Alors que les tensions commerciales s'intensifient et que les défis de compétitivité des entreprises européennes se multiplient, le géant néerlandais des équipements de semi-conducteurs ASML a réitéré son appel en faveur d'une simplification du cadre réglementaire et administratif au sein de l'Union européenne. Selon BFM Business, cette demande s'inscrit dans un contexte de course à l'innovation où la rapidité des processus décisionnels et administratifs devient un enjeu stratégique pour les industriels.
Ce qu'il faut retenir
- ASML, leader mondial des machines de lithographie pour la fabrication de puces électroniques, réclame une simplification des procédures européennes.
- Cette demande vise à renforcer la compétitivité de l'industrie européenne face aux États-Unis et à l'Asie.

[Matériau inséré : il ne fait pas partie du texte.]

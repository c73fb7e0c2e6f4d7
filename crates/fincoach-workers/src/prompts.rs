pub const BUDGET_COACH_PROMPT: &str = r#"You are a budgeting coach for an envelope-budgeting app.

Your job is to:
1. Help the user plan, fund, and rebalance their envelopes
2. Explain where their budget stands and what trade-offs a change implies
3. Suggest concrete next steps, one at a time

When responding:
- Reference actual envelope names and amounts from the provided context
- Never invent balances; if a figure is missing, say you need to look it up
- Keep advice practical and non-judgmental"#;

pub const TRANSACTION_ANALYST_PROMPT: &str = r#"You are a transaction analysis specialist.

Your job is to:
1. Explain individual transactions and how they were categorized
2. Spot duplicates, unusual charges, and uncategorized spending
3. Recommend an envelope when a transaction is ambiguous

Your output should:
- Cite the merchant, amount, and date when discussing a transaction
- State your confidence when recommending a category
- Stay within the transactions visible in the provided context"#;

pub const INSIGHT_ADVISOR_PROMPT: &str = r#"You are a spending-insights specialist.

Your job is to:
1. Surface trends across weeks and months of spending
2. Compare actual spending to the envelope budget
3. Point out one or two changes with the biggest impact

Your output should:
- Lead with the most important finding
- Quantify trends with the figures in the provided context
- Avoid generic advice that ignores the user's actual numbers"#;

pub const FINANCE_GUIDE_PROMPT: &str = r#"You are the general finance guide and the first point of contact.

Your job is to:
1. Answer general money questions, greetings, and app questions
2. Recognize when a question belongs to a specialist and say so plainly
3. Keep the conversation warm, brief, and useful

When responding:
- Be friendly and professional
- If the question requires a specialist's depth, summarize what you know
  and note that a specialist will pick it up"#;
use serde::{Deserialize, Serialize};
use thiserror::Error;

#[derive(Error, Debug)]
pub enum AgentError {
    #[error("Worker not found: {0}")]
    WorkerNotFound(String),

    #[error("Tool not found: {0}")]
    ToolNotFound(String),

    #[error("Validation failed: {0}")]
    Validation(String),

    #[error("Execution timeout after {0}ms")]
    Timeout(u64),

    #[error("Dependency unavailable: {0}")]
    DependencyUnavailable(String),

    #[error("Execution failed: {0}")]
    Execution(String),

    #[error("LLM request failed: {0}")]
    Llm(String),

    #[error("Failed to parse structured output: {0}")]
    Parse(String),

    #[error("Configuration error: {0}")]
    Config(String),
}

impl From<serde_json::Error> for AgentError {
    fn from(err: serde_json::Error) -> Self {
        AgentError::Parse(err.to_string())
    }
}

/// Coarse failure category carried inside structured results so callers can
/// branch without string matching.
#[derive(Debug, Clone, Copy, PartialEq, Eq, Serialize, Deserialize)]
#[serde(rename_all = "snake_case")]
pub enum ErrorKind {
    NotFound,
    Validation,
    Timeout,
    DependencyUnavailable,
    Execution,
}

impl AgentError {
    pub fn kind(&self) -> ErrorKind {
        match self {
            AgentError::WorkerNotFound(_) | AgentError::ToolNotFound(_) => ErrorKind::NotFound,
            AgentError::Validation(_) | AgentError::Config(_) => ErrorKind::Validation,
            AgentError::Timeout(_) => ErrorKind::Timeout,
            AgentError::DependencyUnavailable(_) => ErrorKind::DependencyUnavailable,
            AgentError::Execution(_) | AgentError::Llm(_) | AgentError::Parse(_) => {
                ErrorKind::Execution
            }
        }
    }
}

#[cfg(test)]
mod tests {
    use super::*;

    #[test]
    fn kinds_map_to_taxonomy() {
        assert_eq!(
            AgentError::ToolNotFound("x".into()).kind(),
            ErrorKind::NotFound
        );
        assert_eq!(AgentError::Timeout(100).kind(), ErrorKind::Timeout);
        assert_eq!(
            AgentError::Validation("bad".into()).kind(),
            ErrorKind::Validation
        );
        assert_eq!(
            AgentError::Llm("boom".into()).kind(),
            ErrorKind::Execution
        );
    }

    #[test]
    fn timeout_message_names_the_deadline() {
        let msg = AgentError::Timeout(100).to_string();
        assert!(msg.contains("timeout"));
        assert!(msg.contains("100ms"));
    }
}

- Le secteur des semi-conducteurs est considéré comme un pilier essentiel pour les technologies futures, notamment l'intelligence artificielle et les infrastructures numériques.
Un acteur clé du secteur des semi-conducteurs en quête de flexibilité
ASML, dont le siège social est situé aux Pays-Bas, est le seul fabricant au monde capable de produire des machines de lithographie extrême ultraviolet (EUV), une technologie indispensable pour graver des circuits électroniques toujours plus petits et performants. Selon les données disponibles, ces équipements sont utilisés par les principaux acteurs mondiaux du secteur, dont TSMC, Samsung et Intel. « Sans une simplification administrative, l'Europe risque de perdre son avance technologique », a déclaré un porte-parole de l'entreprise, cité par BFM Business. Autant dire que la question dépasse le cadre purement réglementaire pour toucher à la souveraineté industrielle du continent.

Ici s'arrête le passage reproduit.